Segment Start: DATA LISTING

//! Error types for template extraction
//!
//! None of these are expected for a well-formed input tree. They signal that the
//! build, optimize and render passes disagree about the template graph, and abort
//! the whole extraction.

use thiserror::Error;

use crate::template::NodeId;

/// Errors that can occur while condensing a tree
#[derive(Error, Debug, Clone, PartialEq, Eq)]
pub enum CondenseError {
    /// Usage was requested for a node the build phase never registered
    #[error("missing template or params for node {node}")]
    MissingNode { node: NodeId },

    /// A node supplied a different number of values than its template declares
    #[error("parameter count mismatch for {template}: expected {expected}, received {actual}")]
    ParamCountMismatch {
        template: String,
        expected: usize,
        actual: usize,
    },

    /// The rename traversal did not reach every deduplicated template
    #[error("template count mismatch after traversal: {visited} visited, {expected} registered")]
    TemplateCountMismatch { expected: usize, visited: usize },

    /// `condense` was handed a text or non-element node as the root
    #[error("root node must be an element")]
    RootNotElement,
}

impl CondenseError {
    /// Create a parameter count mismatch error
    pub fn param_count(template: impl Into<String>, expected: usize, actual: usize) -> Self {
        Self::ParamCountMismatch {
            template: template.into(),
            expected,
            actual,
        }
    }
}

Segment End: DATA LISTING

ACTION ITEM
Tally the lines in these entries that have the string "extraction" in them, then answer with the count and nothing else.

SOLUTION TO THE EXERCISE
2